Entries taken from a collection
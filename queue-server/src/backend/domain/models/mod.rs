pub mod customer;
pub mod outlet;
pub mod queue_day;
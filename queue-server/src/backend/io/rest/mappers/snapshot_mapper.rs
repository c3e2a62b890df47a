use shared::{PeakHour, QueueSnapshot, ReconcileResponse};

use crate::backend::domain::commands::queries::{QueueSnapshotResult, ReconcileResult};
use crate::backend::domain::models::queue_day::QueueDay;

/// Mapper from queue aggregates to snapshot DTOs.
pub struct SnapshotMapper;

impl SnapshotMapper {
    pub fn to_dto(result: QueueSnapshotResult) -> QueueSnapshot {
        Self::from_queue_day(result.queue_day, result.next_tokens)
    }

    pub fn to_reconcile_response(result: ReconcileResult, next_tokens: Vec<String>) -> ReconcileResponse {
        ReconcileResponse {
            snapshot: Self::from_queue_day(result.queue_day, next_tokens),
            was_consistent: result.was_consistent,
        }
    }

    fn from_queue_day(queue_day: QueueDay, next_tokens: Vec<String>) -> QueueSnapshot {
        let average_wait_secs = queue_day.average_wait_secs();
        // Only hours that saw registrations
        let peak_hours = queue_day
            .peak_hours
            .iter()
            .enumerate()
            .filter(|(_, count)| **count > 0)
            .map(|(hour, count)| PeakHour {
                hour: hour as u8,
                count: *count,
            })
            .collect();

        QueueSnapshot {
            outlet_id: queue_day.outlet_id,
            service_day: queue_day.service_day.format("%Y-%m-%d").to_string(),
            currently_serving: queue_day.currently_serving,
            total_waiting: queue_day.total_waiting,
            total_served: queue_day.total_served,
            total_registered: queue_day.total_registered,
            average_wait_secs,
            next_tokens,
            peak_hours,
        }
    }
}
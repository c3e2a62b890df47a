use axum::{extract::State, response::Json, routing::get, Router};
use log::debug;
use shared::HealthResponse;

use crate::backend::storage::Connection;
use crate::backend::AppState;

pub fn router<C: Connection>() -> Router<AppState<C>> {
    Router::new().route("/health", get(health::<C>))
}

/// Liveness check; also reports which storage backend is active
pub async fn health<C: Connection>(State(state): State<AppState<C>>) -> Json<HealthResponse> {
    debug!("GET /api/health");
    Json(HealthResponse {
        success: true,
        message: "Queue service is running".to_string(),
        storage_backend: state.storage_backend.to_string(),
        timestamp: state.clock.now().to_rfc3339(),
    })
}
//! Translation of domain errors into HTTP responses.
//!
//! Handlers return `Result<_, ApiError>` so `?` carries a `QueueError`
//! straight to the client with the right status code and error body.

use axum::{
    http::StatusCode,
    response::{IntoResponse, Json, Response},
};
use log::{error, warn};
use shared::{ErrorResponse, ExistingRegistration};

use crate::backend::domain::QueueError;

#[derive(Debug)]
pub struct ApiError(pub QueueError);

impl From<QueueError> for ApiError {
    fn from(err: QueueError) -> Self {
        ApiError(err)
    }
}

impl ApiError {
    pub fn bad_request(message: impl Into<String>) -> Self {
        ApiError(QueueError::Validation(message.into()))
    }

    pub fn status_code(&self) -> StatusCode {
        match &self.0 {
            QueueError::Validation(_) => StatusCode::BAD_REQUEST,
            QueueError::OutletNotFound(_) | QueueError::NotFound(_) => StatusCode::NOT_FOUND,
            QueueError::DuplicateRegistration { .. } | QueueError::InvalidTransition { .. } => {
                StatusCode::CONFLICT
            }
            QueueError::CapacityExceeded { .. } | QueueError::OutletClosed(_) => {
                StatusCode::UNPROCESSABLE_ENTITY
            }
            QueueError::Repository(_) => StatusCode::SERVICE_UNAVAILABLE,
        }
    }

    /// Stable machine-readable code for the error body
    pub fn error_code(&self) -> &'static str {
        match &self.0 {
            QueueError::Validation(_) => "validation_error",
            QueueError::OutletNotFound(_) => "outlet_not_found",
            QueueError::NotFound(_) => "not_found",
            QueueError::DuplicateRegistration { .. } => "duplicate_registration",
            QueueError::InvalidTransition { .. } => "invalid_transition",
            QueueError::CapacityExceeded { .. } => "capacity_exceeded",
            QueueError::OutletClosed(_) => "outlet_closed",
            QueueError::Repository(_) => "repository_error",
        }
    }
}

impl IntoResponse for ApiError {
    fn into_response(self) -> Response {
        let status = self.status_code();
        if status.is_server_error() {
            error!("Request failed: {}", self.0);
        } else {
            warn!("Request rejected: {}", self.0);
        }

        let data = match &self.0 {
            QueueError::DuplicateRegistration {
                token,
                position,
                status,
                ..
            } => Some(ExistingRegistration {
                existing_token: token.clone(),
                queue_position: *position,
                status: *status,
            }),
            _ => None,
        };

        let body = ErrorResponse {
            success: false,
            error: self.error_code().to_string(),
            message: self.0.to_string(),
            data,
        };
        (status, Json(body)).into_response()
    }
}

pub type ApiResult<T> = Result<T, ApiError>;
//! Domain-level command and query types
//! These structs are used by services inside the domain layer and are **not**
//! exposed over the public API. The REST layer is responsible for mapping the
//! public DTOs defined in the `shared` crate to these internal types.

pub mod admission {
    use shared::PriorityClass;

    /// Input for registering a customer at an outlet.
    #[derive(Debug, Clone)]
    pub struct RegisterCustomerCommand {
        pub name: String,
        pub contact: String,
        pub email: Option<String>,
        pub service_type: String,
        pub outlet_id: String,
        pub priority: PriorityClass,
    }
}

pub mod transitions {
    use shared::CustomerStatus;

    /// Input for moving an entry to a new status.
    #[derive(Debug, Clone)]
    pub struct TransitionCommand {
        pub customer_id: String,
        pub target_status: CustomerStatus,
        pub officer_id: Option<String>,
    }

    /// Input for leaving feedback on a completed entry.
    #[derive(Debug, Clone)]
    pub struct SubmitFeedbackCommand {
        pub customer_id: String,
        pub rating: u8,
        pub comment: Option<String>,
    }
}

pub mod queries {
    use chrono::NaiveDate;

    use crate::backend::domain::models::queue_day::QueueDay;

    /// Query for an outlet's queue on a day (today when `service_day` is None).
    #[derive(Debug, Clone)]
    pub struct QueueSnapshotQuery {
        pub outlet_id: String,
        pub service_day: Option<NaiveDate>,
    }

    /// Result of a snapshot query.
    #[derive(Debug, Clone)]
    pub struct QueueSnapshotResult {
        pub queue_day: QueueDay,
        /// Tokens of the first waiting entries, in position order
        pub next_tokens: Vec<String>,
    }

    /// Query for an entry by its token.
    #[derive(Debug, Clone)]
    pub struct EntryByTokenQuery {
        pub outlet_id: String,
        pub token: String,
        pub service_day: Option<NaiveDate>,
    }

    /// Result of rebuilding an aggregate from its ledger.
    #[derive(Debug, Clone)]
    pub struct ReconcileResult {
        pub queue_day: QueueDay,
        /// Whether the stored aggregate already matched the ledger
        pub was_consistent: bool,
    }
}
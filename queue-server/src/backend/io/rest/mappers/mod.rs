pub mod customer_mapper;
pub mod outlet_mapper;
pub mod snapshot_mapper;
//! # IO Layer
//!
//! Everything that crosses the process boundary: the REST API and the
//! outlet directory file loaded at startup.

pub mod directory_file;
pub mod rest;

pub use directory_file::DirectoryFile;
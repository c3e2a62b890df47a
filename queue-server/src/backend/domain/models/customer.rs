//! Domain model for a customer's queue entry.
use chrono::{DateTime, NaiveDate, Utc};
use serde::{Deserialize, Serialize};
use shared::{CustomerStatus, PriorityClass};

use crate::backend::domain::models::outlet::Outlet;

#[derive(Debug, Clone, PartialEq, Serialize, Deserialize)]
pub struct Feedback {
    pub rating: u8,
    pub comment: Option<String>,
    pub submitted_at: DateTime<Utc>,
}

#[derive(Debug, Clone, PartialEq, Serialize, Deserialize)]
pub struct Customer {
    pub id: String,
    pub name: String,
    pub contact: String,
    pub email: Option<String>,
    pub service_type: String,
    pub priority: PriorityClass,
    pub outlet_id: String,
    pub service_day: NaiveDate,
    pub token: String,
    /// 1-based issuance order within (outlet, day); the token is derived from it
    pub token_sequence: u32,
    pub status: CustomerStatus,
    /// Only set while waiting
    pub queue_position: Option<u32>,
    pub estimated_wait_secs: u64,
    pub actual_wait_secs: Option<u64>,
    pub registration_time: DateTime<Utc>,
    pub service_start_time: Option<DateTime<Utc>>,
    pub service_end_time: Option<DateTime<Utc>>,
    pub cancelled_time: Option<DateTime<Utc>>,
    pub assigned_officer_id: Option<String>,
    pub feedback: Option<Feedback>,
}

impl Customer {
    /// Format a token from its sequence number: 7 -> "T007", 1234 -> "T1234"
    pub fn format_token(sequence: u32) -> String {
        format!("T{:03}", sequence)
    }

    /// Parse the sequence back out of a token
    pub fn parse_token(token: &str) -> Option<u32> {
        let digits = token.strip_prefix('T')?;
        if digits.is_empty() || !digits.chars().all(|c| c.is_ascii_digit()) {
            return None;
        }
        digits.parse().ok()
    }

    /// Customer id in format: "customer::<outlet_id>::<yyyymmdd>::<token>"
    pub fn generate_id(outlet_id: &str, service_day: NaiveDate, token: &str) -> String {
        format!(
            "customer::{}::{}::{}",
            outlet_id,
            service_day.format("%Y%m%d"),
            token
        )
    }

    /// Split a customer id into (outlet_id, service_day, token)
    pub fn parse_id(id: &str) -> Option<(String, NaiveDate, String)> {
        let mut parts = id.split("::");
        if parts.next()? != "customer" {
            return None;
        }
        let outlet_id = parts.next()?;
        let day = NaiveDate::parse_from_str(parts.next()?, "%Y%m%d").ok()?;
        let token = parts.next()?;
        if parts.next().is_some() || !Outlet::is_valid_id(outlet_id) || Self::parse_token(token).is_none() {
            return None;
        }
        Some((outlet_id.to_string(), day, token.to_string()))
    }
}

#[cfg(test)]
mod tests {
    use super::*;

    #[test]
    fn test_format_token() {
        assert_eq!(Customer::format_token(1), "T001");
        assert_eq!(Customer::format_token(42), "T042");
        assert_eq!(Customer::format_token(1234), "T1234");
    }

    #[test]
    fn test_parse_token() {
        assert_eq!(Customer::parse_token("T007"), Some(7));
        assert_eq!(Customer::parse_token("T1234"), Some(1234));
        assert_eq!(Customer::parse_token("007"), None);
        assert_eq!(Customer::parse_token("T"), None);
        assert_eq!(Customer::parse_token("T-1"), None);
    }

    #[test]
    fn test_id_round_trip() {
        let day = NaiveDate::from_ymd_opt(2024, 3, 4).unwrap();
        let id = Customer::generate_id("colombo-01", day, "T012");
        assert_eq!(id, "customer::colombo-01::20240304::T012");

        let (outlet_id, parsed_day, token) = Customer::parse_id(&id).unwrap();
        assert_eq!(outlet_id, "colombo-01");
        assert_eq!(parsed_day, day);
        assert_eq!(token, "T012");
    }

    #[test]
    fn test_parse_id_rejects_malformed() {
        assert!(Customer::parse_id("goal::colombo::20240304::T001").is_none());
        assert!(Customer::parse_id("customer::colombo::2024-03-04::T001").is_none());
        assert!(Customer::parse_id("customer::colombo::20240304::X1").is_none());
        assert!(Customer::parse_id("customer::colombo::20240304::T001::extra").is_none());
        assert!(Customer::parse_id("customer::../../x::20240304::T001").is_none());
        assert!(Customer::parse_id("customer::a/b::20240304::T001").is_none());
        assert!(Customer::parse_id("customer::::20240304::T001").is_none());
    }
}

* Work request *
Could you return exactly the lines above from the line with "matched the ledger" to the line with "use crate::backend::domain::models::outlet::Outlet;", both included, and nothing else?

* Reply to the exercise *
        /// Whether the stored aggregate already matched the ledger
        pub was_consistent: bool,
    }
}
filename queue-server/src/backend/io/rest/mappers/mod.rs
pub mod customer_mapper;
pub mod outlet_mapper;
pub mod snapshot_mapper;
//! # IO Layer
//!
//! Everything that crosses the process boundary: the REST API and the
//! outlet directory file loaded at startup.

pub mod directory_file;
pub mod rest;

pub use directory_file::DirectoryFile;
repository c3e2a62b890df47a
filename queue-server/src/backend/domain/models/customer.rs
//! Domain model for a customer's queue entry.
use chrono::{DateTime, NaiveDate, Utc};
use serde::{Deserialize, Serialize};
use shared::{CustomerStatus, PriorityClass};

use crate::backend::domain::models::outlet::Outlet;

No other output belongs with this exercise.